Unveiling Grace by Lynn K. Wilder


Content (a short synopsis of the book):

Lynn Wilder presents her story, Unveiling Grace, in three stages: Mormon Bliss, Cracks in the Façade and Starting Over. Her story is really her family’s story. Each member of her family travels the path leading to the biblical Jesus, but at their own pace. She tells this journey from her perspective beginning at age 25. The first of Lynn’s family to make the big step away from Mormonism was their son, Micah. His shift came to critical mass within the last 3 weeks of his Mormon mission duties while away in Florida. This shift turned out to be, as the expression goes, “the perfect storm.” Unlike his parents Mormonism was all Micah had ever known. In fact, his enthusiasm for Mormonism was such that he had been the youngest person to ever be allowed to do Temple work. Then after being challenged by a Baptist preacher to read the New Testament “as a child” Micah came to see a Jesus he never knew inside Mormonism.
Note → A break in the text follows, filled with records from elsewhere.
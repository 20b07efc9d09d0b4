use crate::config::SuggestionConfig;
use crate::data::{bucket_by_date, Block, ScoringError, SlotSuggestion, WorkingHours};
use crate::heat::{historical_heat, user_heat};
use crate::suggest::{suggest, SearchWindow};
use chrono::{DateTime, Duration, Utc};
use chrono_tz::Tz;
use log::{debug, info};
#[cfg(feature = "serde")]
use serde::{Deserialize, Serialize};

/// What the caller asks for. `start` defaults to now and `end` to
/// `horizon_days` past `start`.
#[derive(Debug, Clone, PartialEq)]
#[cfg_attr(feature = "serde", derive(Serialize, Deserialize))]
#[cfg_attr(feature = "serde", serde(rename_all = "camelCase"))]
pub struct SuggestionRequest {
    pub duration_minutes: u32,
    pub timezone: Tz,
    pub count: usize,
    #[cfg_attr(feature = "serde", serde(default))]
    pub start: Option<DateTime<Utc>>,
    #[cfg_attr(feature = "serde", serde(default))]
    pub end: Option<DateTime<Utc>>,
}

impl SuggestionRequest {
    pub fn new(duration_minutes: u32, timezone: Tz, count: usize) -> Self {
        SuggestionRequest {
            duration_minutes,
            timezone,
            count,
            start: None,
            end: None,
        }
    }

    pub fn between(mut self, start: DateTime<Utc>, end: DateTime<Utc>) -> Self {
        self.start = Some(start);
        self.end = Some(end);
        self
    }

    /// Fills in defaults and checks the request.
    ///
    /// # Examples
    /// ```
    /// use chrono::{Duration, TimeZone, Utc};
    /// use chrono_tz::Tz;
    /// use zeitplan_slots::{SuggestionConfig, SuggestionRequest};
    ///
    /// let now = Utc.with_ymd_and_hms(2021, 5, 31, 0, 0, 0).unwrap();
    /// let window = SuggestionRequest::new(60, Tz::UTC, 3)
    ///     .resolve(now, &SuggestionConfig::default())
    ///     .unwrap();
    ///
    /// assert_eq!(window.start, now);
    /// assert_eq!(window.end, now + Duration::days(14));
    /// assert_eq!(window.duration, Duration::minutes(60));
    ///
    /// assert!(SuggestionRequest::new(0, Tz::UTC, 3)
    ///     .resolve(now, &SuggestionConfig::default())
    ///     .is_err());
    /// ```
    pub fn resolve(
        &self,
        now: DateTime<Utc>,
        config: &SuggestionConfig,
    ) -> Result<SearchWindow, ScoringError> {
        if self.duration_minutes == 0 {
            return Err(ScoringError::invalid("meeting duration must be positive"));
        }

        let start = self.start.unwrap_or(now);
        let end = self
            .end
            .unwrap_or_else(|| start + Duration::days(i64::from(config.horizon_days)));

        if end < start {
            return Err(ScoringError::invalid(format!(
                "search ends at {} before it starts at {}",
                end, start
            )));
        }

        Ok(SearchWindow {
            timezone: self.timezone,
            start,
            end,
            duration: Duration::minutes(i64::from(self.duration_minutes)),
            count: self.count,
        })
    }
}

/// Where the user's weekly working hours come from.
pub trait WorkingHoursSource {
    fn working_hours(&self) -> WorkingHours;
}

impl WorkingHoursSource for WorkingHours {
    fn working_hours(&self) -> WorkingHours {
        self.clone()
    }
}

/// Where calendar blocks come from. Implementations return every block
/// overlapping `[from, to)`.
pub trait BlockSource {
    fn blocks_between(&self, from: DateTime<Utc>, to: DateTime<Utc>) -> Vec<Block>;
}

impl BlockSource for [Block] {
    fn blocks_between(&self, from: DateTime<Utc>, to: DateTime<Utc>) -> Vec<Block> {
        self.iter()
            .filter(|block| block.overlaps(from, to))
            .cloned()
            .collect()
    }
}

impl BlockSource for Vec<Block> {
    fn blocks_between(&self, from: DateTime<Utc>, to: DateTime<Utc>) -> Vec<Block> {
        self.as_slice().blocks_between(from, to)
    }
}

/// Runs the whole pipeline for one user: history into heat, heat into user
/// heat for the searched dates, user heat into suggestions.
pub struct Suggester<W, B> {
    pub working_hours: W,
    pub blocks: B,
    pub config: SuggestionConfig,
}

impl<W, B> Suggester<W, B>
where
    W: WorkingHoursSource,
    B: BlockSource,
{
    pub fn new(working_hours: W, blocks: B, config: SuggestionConfig) -> Self {
        Suggester {
            working_hours,
            blocks,
            config,
        }
    }

    pub fn suggest(
        &self,
        request: &SuggestionRequest,
        now: DateTime<Utc>,
    ) -> Result<Vec<SlotSuggestion>, ScoringError> {
        self.config.validate()?;

        let window = request.resolve(now, &self.config)?;
        let tz = window.timezone;
        let working_hours = self.working_hours.working_hours();

        let lookback = now - Duration::days(i64::from(self.config.lookback_days));
        let history = bucket_by_date(&self.blocks.blocks_between(lookback, now), &tz);
        let upcoming = bucket_by_date(&self.blocks.blocks_between(window.start, window.end), &tz);
        debug!(
            "{} days of history, {} days with upcoming blocks",
            history.len(),
            upcoming.len()
        );

        let historical = historical_heat(&history, &tz, &self.config)?;
        let heat = user_heat(
            &historical,
            &working_hours,
            &upcoming,
            window.dates(),
            &tz,
            &self.config,
        )?;

        let suggestions = suggest(&heat, &working_hours, &upcoming, &window, &self.config)?;
        info!(
            "suggested {} of {} slots of {} minutes in {}",
            suggestions.len(),
            request.count,
            request.duration_minutes,
            tz.name()
        );

        Ok(suggestions)
    }
}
Before their initiation into Mormonism Lynn and Mike had been nominal Presbyterians. They eventually moved to Utah, “Zion” as the Mormons call it. Lynn became an esteemed professor at BYU. Her husband Mike had numerous positions of influence in the Mormon church in addition to his investment business. It was a blissful existence until years later when they had their eyes opened to the warts of Mormonism. Lynn unveils these warts bit by bit in her narrative which played over several years. The beauty of this families new destination is typified in Micah helping form a Christian band, Adam’s Road. Their passion for the pure grace through Christ alone is soaked in the words of their songs. Many people who leave Mormonism go to other errant religions or into atheism. The Wilder journey doesn’t get off on the wrong exit. It is a journey leading to a the ultimate highway – faith in Christ alone.

The beauty of Micah’s story within the Wilder’s story is that it unfolds for us what happens when someone comes to see the real Jesus from reading the New Testament. In other words, during this period of time Micah had little outside influence other than simply reading the Bible. The power of the Word is evident in this tale of pure and freedom giving grace.  
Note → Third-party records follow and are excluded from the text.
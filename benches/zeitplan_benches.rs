use chrono::{Duration, NaiveTime, TimeZone, Utc};
use chrono_tz::Tz;
use criterion::{black_box, criterion_group, criterion_main, Criterion};
use zeitplan_slots::{
    bucket_by_date, historical_heat, slope_mask, time::TimeRange, working_hour_mask, Block,
    DayVector, Kernel, SlopeRange, Suggester, SuggestionConfig, SuggestionRequest, WorkingDay,
    WorkingHours,
};

fn nine_to_five() -> WorkingHours {
    WorkingHours::weekdays(
        NaiveTime::from_hms_opt(9, 0, 0).unwrap(),
        NaiveTime::from_hms_opt(17, 0, 0).unwrap(),
    )
}

/// Three meetings a day, every day, for the 90 days before `2021-05-31`
fn busy_calendar() -> Vec<Block> {
    let origin = Utc.with_ymd_and_hms(2021, 3, 2, 0, 0, 0).unwrap();

    (0..90)
        .flat_map(|day| {
            [(9, 60), (13, 30), (15, 90)].into_iter().map(move |(hour, minutes)| {
                let start = origin + Duration::days(day) + Duration::hours(hour);
                Block::new(start, start + Duration::minutes(minutes)).with_recipients()
            })
        })
        .collect()
}

fn masks(c: &mut Criterion) {
    let config = SuggestionConfig::default();

    c.bench_function("slope_mask", |b| {
        b.iter(|| {
            black_box(slope_mask(
                96,
                TimeRange::new(36, 68),
                SlopeRange::new(-2, 2),
                Kernel::Sigmoid,
                1.0,
                0.0,
            ))
        })
    });

    c.bench_function("working_hour_mask", |b| {
        let day = WorkingDay::Hours {
            start: NaiveTime::from_hms_opt(9, 0, 0).unwrap(),
            end: NaiveTime::from_hms_opt(17, 0, 0).unwrap(),
        };

        b.iter(|| black_box(working_hour_mask(&day, &config)))
    });

    c.bench_function("zip_multiplying", |b| {
        let timeline = DayVector::concat((0..14).map(|_| DayVector::filled(96, 0.9)));

        b.iter(|| black_box(timeline.zip_multiplying(4)))
    });
}

fn heat(c: &mut Criterion) {
    let config = SuggestionConfig::default();
    let history = bucket_by_date(&busy_calendar(), &Tz::UTC);

    c.bench_function("historical_heat", |b| {
        b.iter(|| black_box(historical_heat(&history, &Tz::UTC, &config)))
    });
}

fn suggest(c: &mut Criterion) {
    let now = Utc.with_ymd_and_hms(2021, 5, 31, 0, 0, 0).unwrap();
    let suggester = Suggester::new(nine_to_five(), busy_calendar(), SuggestionConfig::default());
    let request = SuggestionRequest::new(60, Tz::UTC, 3);

    c.bench_function("suggest_two_weeks", |b| {
        b.iter(|| black_box(suggester.suggest(&request, now)))
    });

    let month = SuggestionRequest::new(30, Tz::UTC, 10).between(now, now + Duration::days(30));
    c.bench_function("suggest_month", |b| {
        b.iter(|| black_box(suggester.suggest(&month, now)))
    });
}

criterion_group!(benches, masks, heat, suggest);
criterion_main!(benches);
#![no_main]
use libfuzzer_sys::fuzz_target;
use zeitplan_slots::{slope_mask, time::TimeRange, Kernel, SlopeRange};

fuzz_target!(|data: (u8, u8, SlopeRange, Kernel)| {
    let range = TimeRange::new(data.0 as usize, data.1 as usize);

    if let Ok(mask) = slope_mask(96, range, data.2, data.3, 1.0, 0.0) {
        assert_eq!(mask.len(), 96);
        assert!(
            mask.iter().all(|v| (0.0..=1.0).contains(v)),
            "Mask values leave [0, 1]: {:?}",
            mask
        );
        assert!(
            (range.start()..range.end())
                .filter(|i| {
                    *i as i64 - range.start() as i64 >= data.2.inward()
                        && range.end() as i64 - 1 - *i as i64 >= data.2.inward()
                })
                .all(|i| mask.get(i) == Some(1.0)),
            "The core of the range should be fully open"
        );
    }
});
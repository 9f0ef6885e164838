use assert_cmd::cargo::cargo_bin_cmd;
use assert_cmd::Command;
use std::fs;
use std::path::{Path, PathBuf};
use std::sync::OnceLock;
use tempfile::TempDir;

const FAKE_OPENSSL: &str = r#"#!/bin/sh
content=$(cat "$5") || exit 1
case "$content" in
  corrupt*) echo 'unable to load certificate' >&2; exit 1 ;;
esac
printf 'subject=CN = %s\n' "$content"
"#;

static TOOLS: OnceLock<TempDir> = OnceLock::new();

/// Written once, before the first spawn, to keep exec away from open write fds
pub fn fake_openssl() -> PathBuf {
    let dir = TOOLS.get_or_init(|| {
        let dir = TempDir::new().expect("create tools dir");
        let path = dir.path().join("openssl");
        fs::write(&path, FAKE_OPENSSL).expect("write fake openssl");
        #[cfg(unix)]
        {
            use std::os::unix::fs::PermissionsExt;
            fs::set_permissions(&path, fs::Permissions::from_mode(0o755))
                .expect("make fake openssl executable");
        }
        dir
    });
    dir.path().join("openssl")
}

pub struct TestEnv {
    _tmp: TempDir,
    pub root: PathBuf,
}

impl TestEnv {
    pub fn new() -> Self {
        let tmp = TempDir::new().expect("create temp dir");
        let root = tmp.path().join("certificate");
        fs::create_dir_all(&root).expect("create certificate root");
        Self { _tmp: tmp, root }
    }

    /// Put `cert.pem` with `content` into `root/dir`
    pub fn cert(&self, dir: &str, content: &str) -> &Self {
        let dir = self.root.join(dir);
        fs::create_dir_all(&dir).expect("create cert dir");
        fs::write(dir.join("cert.pem"), content).expect("write cert");
        self
    }

    pub fn line(&self, host: &str, dir: &str, package: &str) -> String {
        format!("{host}::{}::{package}", self.root.join(dir).display())
    }

    pub fn cmd(&self) -> Command {
        cmd_with_root(&self.root)
    }
}

pub fn cmd_with_root(root: &Path) -> Command {
    let mut cmd = cargo_bin_cmd!("print-certs");
    cmd.env_remove("PRINT_CERTS_TARGET")
        .env_remove("PRINT_CERTS_NO_ARCHIVE")
        .env_remove("PRINT_CERTS_INSPECTOR")
        .env_remove("PRINT_CERTS_LOG")
        .env("PRINT_CERTS_ROOT", root)
        .env("PRINT_CERTS_OPENSSL", fake_openssl());
    cmd
}
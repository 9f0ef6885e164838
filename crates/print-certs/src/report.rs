// SPDX-FileCopyrightText: 2018-2026 John L. Villalovos and the print-certs contributors
// SPDX-License-Identifier: Apache-2.0

use crate::error::CertError;
use crate::locate::{locate, CertLocation};
use crate::subject::SubjectReader;
use std::fmt;
use std::io::Write;
use std::path::{Path, PathBuf};
use tracing::debug;

/// One line of the report: `host::dir::package`
#[derive(Clone, Debug, PartialEq, Eq)]
pub struct CertRecord {
    pub host: String,
    pub dir: PathBuf,
    pub package: String,
}

impl fmt::Display for CertRecord {
    fn fmt(&self, f: &mut fmt::Formatter<'_>) -> fmt::Result {
        write!(f, "{}::{}::{}", self.host, self.dir.display(), self.package)
    }
}

#[derive(Clone, Debug, Default)]
pub struct Filter {
    /// Print only certificates with exactly this common name
    pub target: Option<String>,
    /// Don't look into `_archive` at all
    pub skip_archive: bool,
}

impl Filter {
    fn wants_location(&self, root: &Path, location: &CertLocation) -> bool {
        !(self.skip_archive && location.is_archived(root))
    }

    fn wants_host(&self, host: &str) -> bool {
        self.target.as_deref().is_none_or(|target| target == host)
    }
}

/// Walk `root` and write one line per certificate into `out`, as soon as it is found.
/// Returns number of printed lines.
///
/// # Errors
/// First walk, inspection or write error stops the report, lines already written stay
pub fn print_certificates<W: Write>(
    root: &Path,
    reader: &dyn SubjectReader,
    filter: &Filter,
    out: &mut W,
) -> Result<usize, CertError> {
    let mut printed = 0;
    for location in locate(root)? {
        let location = location?;
        if !filter.wants_location(root, &location) {
            debug!(dir = %location.dir.display(), "skipping archived certificate");
            continue;
        }

        let host = reader.common_name(&location.cert_path())?;
        if !filter.wants_host(&host) {
            debug!(host = %host, dir = %location.dir.display(), "not a target");
            continue;
        }

        let record = CertRecord {
            host,
            dir: location.dir,
            package: location.package,
        };
        writeln!(out, "{record}")?;
        printed += 1;
    }
    out.flush()?;
    Ok(printed)
}
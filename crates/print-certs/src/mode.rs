// SPDX-FileCopyrightText: 2018-2026 John L. Villalovos and the print-certs contributors
// SPDX-License-Identifier: Apache-2.0

use std::path::Path;
use strum::{Display, EnumString};

/// Certificates used by NGINX (DSM web UI, reverse proxy)
pub const NGINX_CERTS_DIR: &str = "/usr/syno/etc/certificate";
/// Certificates deployed to installed packages
pub const PACKAGES_CERTS_DIR: &str = "/usr/local/etc/certificate";

#[derive(Clone, Copy, Debug, PartialEq, Eq, clap::ValueEnum, Display, EnumString)]
#[strum(serialize_all = "lowercase")]
pub enum Mode {
    Nginx,
    Packages,
}

impl Mode {
    #[must_use]
    pub fn root(self) -> &'static Path {
        match self {
            Self::Nginx => Path::new(NGINX_CERTS_DIR),
            Self::Packages => Path::new(PACKAGES_CERTS_DIR),
        }
    }
}
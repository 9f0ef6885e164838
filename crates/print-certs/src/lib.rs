// SPDX-FileCopyrightText: 2018-2026 John L. Villalovos and the print-certs contributors
// SPDX-License-Identifier: Apache-2.0

use anyhow::Context;

pub mod error;
pub mod locate;
pub mod mode;
pub mod report;
pub mod subject;


pub use error::CertError;
pub use locate::{CertLocation, CERT_FILE};
pub use mode::Mode;
pub use report::{print_certificates, CertRecord, Filter};
pub use subject::{Inspector, NativeReader, OpensslReader, SubjectReader};

/// Init logging
///
/// Everything goes to stderr, stdout is reserved for the certificate report.
///
/// # Errors
///
/// Will return `Err` if failed to initialize logging
pub fn trace_init() -> anyhow::Result<()> {
    use std::env;
    use tracing::Level;
    use tracing_subscriber::{filter::LevelFilter, layer::SubscriberExt, EnvFilter, Layer};

    let env_filter =
        EnvFilter::try_from_env("PRINT_CERTS_LOG").unwrap_or_else(|_| EnvFilter::from("warn"));
    let is_debug_log_level = env_filter
        .max_level_hint()
        .is_some_and(|level| level >= Level::DEBUG);

    let output = tracing_subscriber::fmt::layer()
        .with_writer(std::io::stderr)
        .with_target(is_debug_log_level)
        .with_file(is_debug_log_level)
        .with_line_number(is_debug_log_level);

    // journald only when started by systemd, e.g. from a DSM scheduled task unit
    let journald = match env::var("INVOCATION_ID") {
        Err(_) => None,
        Ok(_) => tracing_journald::layer().ok(),
    };

    let subscriber = tracing_subscriber::registry()
        .with(journald.with_filter(LevelFilter::INFO))
        .with(output.with_filter(env_filter));

    tracing::subscriber::set_global_default(subscriber)
        .context("tracing shouldn't already have been set up")?;
    Ok(())
}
Topic Categories of this publication:       

biography, Mormonism, Christianity, apologetics, conversion, Jesus, grace,  



Appendix 1: Christian ministries with information on Mormonism

Appendix 2: Quick doctrinal comparison of Mormonism and the Bible

End notes

Glossary of common Mormon lingo, like “stake president” (what’s that?)



writing level – high school to college

writing style – conversational storytelling


Format Reviewed:     



notable and quotable:

 “This join-the-family technique was the most effective of all in getting us to stay with them. Mormons understand the role that relationships play in potential converts’ willingness to accept new ideas and the LDS culture. Establishing relationships and loving people works. Mormons do it well.” (40)

 “We had made our first temple visit back in March of 1979, when we received the ordinances for our own exaltation and eternal progression. That experience was quite disturbing.” (70)

 “Like a medieval feudal system, in which the master owned even one’s excrement for fertilizer, I belonged to the Mormon Church.” (73)

 “I realized we LDS parents were raising our kinds pretty isolated from the real world.” (82)

 “After fourteen consecutive nights of waking at 2:00am and being in the LDS Scriptures and then in prayer, I was physically exhausted and spiritually frustrated, reaching for answers.” (87)

 “…I had a hard time wrapping my mind around who Heavenly Father…was, besides a punitive lawgiver.” (88)

 “Mike’s parents and my family were all Christian, but no one talked to us about Mormonism.” (97)

 “Mormonism does not reverence the cross as a religious symbol.” (100)

 “…in a judgmental system like Mormonism, there is no such thing as unconditional love, forgiveness or the Dancer of grace…[but] a weak Jesus who sacrifice was not enough.” (148)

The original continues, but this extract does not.